▶ Provided data
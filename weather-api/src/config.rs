//! Service Configuration
//!
//! Everything the binary needs is read from environment variables once at
//! startup. Unset variables fall back to development defaults, except the
//! provider API key, which is required.

use std::net::SocketAddr;
use std::path::PathBuf;
use std::time::Duration;

use secrecy::SecretString;
use weather_core::{ConfigError, LookupConfig, RecacheTtl, DEFAULT_TTL_SECS};
use weather_storage::DEFAULT_CACHE_PREFIX;

/// OpenWeatherMap current-weather endpoint.
pub const DEFAULT_PROVIDER_URL_FORMAT: &str =
    "https://api.openweathermap.org/data/2.5/weather?q={city}&appid={api_key}";

// ============================================================================
// CACHE BACKEND
// ============================================================================

/// Which fast cache implementation backs the service.
#[derive(Debug, Clone, Copy, PartialEq, Eq, Default)]
pub enum CacheBackend {
    /// Process-local map, lost on restart.
    #[default]
    Memory,
    /// Memory-mapped LMDB environment on local disk.
    Lmdb,
}

impl std::str::FromStr for CacheBackend {
    type Err = ConfigError;

    fn from_str(s: &str) -> Result<Self, Self::Err> {
        match s.trim().to_lowercase().as_str() {
            "memory" => Ok(Self::Memory),
            "lmdb" => Ok(Self::Lmdb),
            other => Err(invalid("WEATHER_CACHE_BACKEND", other, "expected 'memory' or 'lmdb'")),
        }
    }
}

// ============================================================================
// PROVIDER CONFIGURATION
// ============================================================================

/// Weather provider settings.
#[derive(Debug)]
pub struct ProviderConfig {
    /// URL template with `{city}` and `{api_key}` placeholders.
    pub url_format: String,
    pub api_key: SecretString,
    /// Per-request HTTP timeout for provider calls.
    pub timeout: Duration,
}

// ============================================================================
// SERVICE CONFIGURATION
// ============================================================================

#[derive(Debug)]
pub struct ServiceConfig {
    pub bind_addr: SocketAddr,
    pub lookup: LookupConfig,
    pub cache_backend: CacheBackend,
    pub cache_path: PathBuf,
    pub cache_max_size_mb: usize,
    pub cache_prefix: String,
    pub event_log_path: PathBuf,
    pub object_store_dir: PathBuf,
    pub provider: ProviderConfig,
    /// Upper bound on a whole `/weather` lookup.
    pub request_timeout: Duration,
    /// Allowed CORS origins. Empty means allow all origins.
    pub cors_origins: Vec<String>,
}

impl ServiceConfig {
    /// Create a ServiceConfig from environment variables.
    ///
    /// Environment variables:
    /// - `WEATHER_API_BIND`: Listen host (default: 0.0.0.0)
    /// - `PORT` / `WEATHER_API_PORT`: Listen port (default: 3000)
    /// - `WEATHER_CACHE_TTL_SECS`: Freshness window (default: 300)
    /// - `WEATHER_RECACHE_TTL`: "remaining" or "full" (default: remaining)
    /// - `WEATHER_CACHE_BACKEND`: "memory" or "lmdb" (default: memory)
    /// - `WEATHER_CACHE_PATH`: LMDB directory (default: ./data/cache)
    /// - `WEATHER_CACHE_MAX_SIZE_MB`: LMDB map size (default: 64)
    /// - `WEATHER_CACHE_PREFIX`: Cache key prefix (default: weather_api)
    /// - `WEATHER_EVENT_LOG_PATH`: SQLite file (default: ./data/events.sqlite3)
    /// - `WEATHER_OBJECT_STORE_DIR`: Snapshot directory (default: ./data/objects)
    /// - `WEATHER_PROVIDER_URL_FORMAT`: Provider URL template
    /// - `WEATHER_PROVIDER_API_KEY`: Provider API key (required)
    /// - `WEATHER_PROVIDER_TIMEOUT_SECS`: Provider HTTP timeout (default: 10)
    /// - `WEATHER_REQUEST_TIMEOUT_SECS`: Whole-lookup timeout (default: 30)
    /// - `WEATHER_CORS_ORIGINS`: Comma-separated allowed origins
    pub fn from_env() -> Result<Self, ConfigError> {
        Self::from_vars(|key| std::env::var(key).ok())
    }

    /// Build a config from an arbitrary variable source.
    pub fn from_vars<F>(var: F) -> Result<Self, ConfigError>
    where
        F: Fn(&str) -> Option<String>,
    {
        let host = var("WEATHER_API_BIND").unwrap_or_else(|| "0.0.0.0".to_string());
        let port = var("PORT")
            .or_else(|| var("WEATHER_API_PORT"))
            .unwrap_or_else(|| "3000".to_string());
        let port: u16 = parse_field("WEATHER_API_PORT", &port)?;
        let addr = format!("{}:{}", host, port);
        let bind_addr = addr
            .parse::<SocketAddr>()
            .map_err(|e| invalid("WEATHER_API_BIND", &addr, &e.to_string()))?;

        let ttl_secs = match var("WEATHER_CACHE_TTL_SECS") {
            Some(raw) => parse_field("WEATHER_CACHE_TTL_SECS", &raw)?,
            None => DEFAULT_TTL_SECS,
        };
        let recache_ttl = match var("WEATHER_RECACHE_TTL") {
            Some(raw) => raw.parse::<RecacheTtl>()?,
            None => RecacheTtl::default(),
        };
        let lookup = LookupConfig::new(Duration::from_secs(ttl_secs)).with_recache_ttl(recache_ttl);
        lookup.validate()?;

        let cache_backend = match var("WEATHER_CACHE_BACKEND") {
            Some(raw) => raw.parse()?,
            None => CacheBackend::default(),
        };
        let cache_max_size_mb = match var("WEATHER_CACHE_MAX_SIZE_MB") {
            Some(raw) => parse_field("WEATHER_CACHE_MAX_SIZE_MB", &raw)?,
            None => 64,
        };

        let api_key = var("WEATHER_PROVIDER_API_KEY")
            .filter(|k| !k.trim().is_empty())
            .ok_or_else(|| ConfigError::MissingRequired {
                field: "WEATHER_PROVIDER_API_KEY".to_string(),
            })?;
        let url_format = var("WEATHER_PROVIDER_URL_FORMAT")
            .unwrap_or_else(|| DEFAULT_PROVIDER_URL_FORMAT.to_string());
        if !url_format.contains("{city}") {
            return Err(invalid(
                "WEATHER_PROVIDER_URL_FORMAT",
                &url_format,
                "template must contain {city}",
            ));
        }
        let provider_timeout = secs_or("WEATHER_PROVIDER_TIMEOUT_SECS", &var, 10)?;
        let request_timeout = secs_or("WEATHER_REQUEST_TIMEOUT_SECS", &var, 30)?;

        let cors_origins = var("WEATHER_CORS_ORIGINS")
            .map(|s| {
                s.split(',')
                    .map(|o| o.trim().to_string())
                    .filter(|o| !o.is_empty())
                    .collect()
            })
            .unwrap_or_default();

        Ok(Self {
            bind_addr,
            lookup,
            cache_backend,
            cache_path: var("WEATHER_CACHE_PATH")
                .map(PathBuf::from)
                .unwrap_or_else(|| PathBuf::from("./data/cache")),
            cache_max_size_mb,
            cache_prefix: var("WEATHER_CACHE_PREFIX")
                .unwrap_or_else(|| DEFAULT_CACHE_PREFIX.to_string()),
            event_log_path: var("WEATHER_EVENT_LOG_PATH")
                .map(PathBuf::from)
                .unwrap_or_else(|| PathBuf::from("./data/events.sqlite3")),
            object_store_dir: var("WEATHER_OBJECT_STORE_DIR")
                .map(PathBuf::from)
                .unwrap_or_else(|| PathBuf::from("./data/objects")),
            provider: ProviderConfig {
                url_format,
                api_key: SecretString::from(api_key),
                timeout: provider_timeout,
            },
            request_timeout,
            cors_origins,
        })
    }
}

fn invalid(field: &str, value: &str, reason: &str) -> ConfigError {
    ConfigError::InvalidValue {
        field: field.to_string(),
        value: value.to_string(),
        reason: reason.to_string(),
    }
}

fn parse_field<T>(field: &str, raw: &str) -> Result<T, ConfigError>
where
    T: std::str::FromStr,
    T::Err: std::fmt::Display,
{
    raw.trim()
        .parse()
        .map_err(|e: T::Err| invalid(field, raw, &e.to_string()))
}

fn secs_or<F>(field: &str, var: &F, default: u64) -> Result<Duration, ConfigError>
where
    F: Fn(&str) -> Option<String>,
{
    let secs = match var(field) {
        Some(raw) => parse_field(field, &raw)?,
        None => default,
    };
    if secs == 0 {
        return Err(invalid(field, "0", "timeout must be at least one second"));
    }
    Ok(Duration::from_secs(secs))
}

#[cfg(test)]
mod tests {
    use super::*;
    use secrecy::ExposeSecret;
    use std::collections::HashMap;

    fn vars(pairs: &[(&str, &str)]) -> impl Fn(&str) -> Option<String> {
        let map: HashMap<String, String> = pairs
            .iter()
            .map(|(k, v)| (k.to_string(), v.to_string()))
            .collect();
        move |key: &str| map.get(key).cloned()
    }

    #[test]
    fn test_defaults_with_only_api_key() {
        let config = ServiceConfig::from_vars(vars(&[("WEATHER_PROVIDER_API_KEY", "k3y")]))
            .expect("valid config");
        assert_eq!(config.bind_addr.to_string(), "0.0.0.0:3000");
        assert_eq!(config.lookup.ttl, Duration::from_secs(300));
        assert_eq!(config.lookup.recache_ttl, RecacheTtl::Remaining);
        assert_eq!(config.cache_backend, CacheBackend::Memory);
        assert_eq!(config.cache_prefix, "weather_api");
        assert_eq!(config.provider.url_format, DEFAULT_PROVIDER_URL_FORMAT);
        assert_eq!(config.provider.api_key.expose_secret(), "k3y");
        assert_eq!(config.request_timeout, Duration::from_secs(30));
        assert!(config.cors_origins.is_empty());
    }

    #[test]
    fn test_missing_api_key_is_an_error() {
        let err = ServiceConfig::from_vars(vars(&[])).expect_err("key required");
        assert_eq!(
            err,
            ConfigError::MissingRequired {
                field: "WEATHER_PROVIDER_API_KEY".to_string()
            }
        );

        let blank = ServiceConfig::from_vars(vars(&[("WEATHER_PROVIDER_API_KEY", "  ")]));
        assert!(blank.is_err());
    }

    #[test]
    fn test_port_precedence() {
        let config = ServiceConfig::from_vars(vars(&[
            ("WEATHER_PROVIDER_API_KEY", "k"),
            ("PORT", "8080"),
            ("WEATHER_API_PORT", "9090"),
        ]))
        .expect("valid config");
        assert_eq!(config.bind_addr.port(), 8080);

        let config = ServiceConfig::from_vars(vars(&[
            ("WEATHER_PROVIDER_API_KEY", "k"),
            ("WEATHER_API_BIND", "127.0.0.1"),
            ("WEATHER_API_PORT", "9090"),
        ]))
        .expect("valid config");
        assert_eq!(config.bind_addr.to_string(), "127.0.0.1:9090");
    }

    #[test]
    fn test_overrides() {
        let config = ServiceConfig::from_vars(vars(&[
            ("WEATHER_PROVIDER_API_KEY", "k"),
            ("WEATHER_CACHE_TTL_SECS", "60"),
            ("WEATHER_RECACHE_TTL", "full"),
            ("WEATHER_CACHE_BACKEND", "LMDB"),
            ("WEATHER_CACHE_PATH", "/var/lib/weather/cache"),
            ("WEATHER_CORS_ORIGINS", "https://a.example, ,https://b.example"),
        ]))
        .expect("valid config");
        assert_eq!(config.lookup.ttl, Duration::from_secs(60));
        assert_eq!(config.lookup.recache_ttl, RecacheTtl::Full);
        assert_eq!(config.cache_backend, CacheBackend::Lmdb);
        assert_eq!(config.cache_path, PathBuf::from("/var/lib/weather/cache"));
        assert_eq!(
            config.cors_origins,
            vec!["https://a.example".to_string(), "https://b.example".to_string()]
        );
    }

    #[test]
    fn test_invalid_values_rejected() {
        for (key, value) in [
            ("WEATHER_CACHE_TTL_SECS", "soon"),
            ("WEATHER_CACHE_TTL_SECS", "0"),
            ("WEATHER_RECACHE_TTL", "sometimes"),
            ("WEATHER_CACHE_BACKEND", "redis"),
            ("PORT", "70000"),
            ("WEATHER_REQUEST_TIMEOUT_SECS", "0"),
            ("WEATHER_PROVIDER_URL_FORMAT", "https://example.com/weather"),
        ] {
            let result =
                ServiceConfig::from_vars(vars(&[("WEATHER_PROVIDER_API_KEY", "k"), (key, value)]));
            assert!(result.is_err(), "{}={} should be rejected", key, value);
        }
    }
}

▶ Work order
Extract each line from the listing that holds the word "template".

▶ Solution for this task
    /// URL template with `{city}` and `{api_key}` placeholders.
    /// - `WEATHER_PROVIDER_URL_FORMAT`: Provider URL template
                "template must contain {city}",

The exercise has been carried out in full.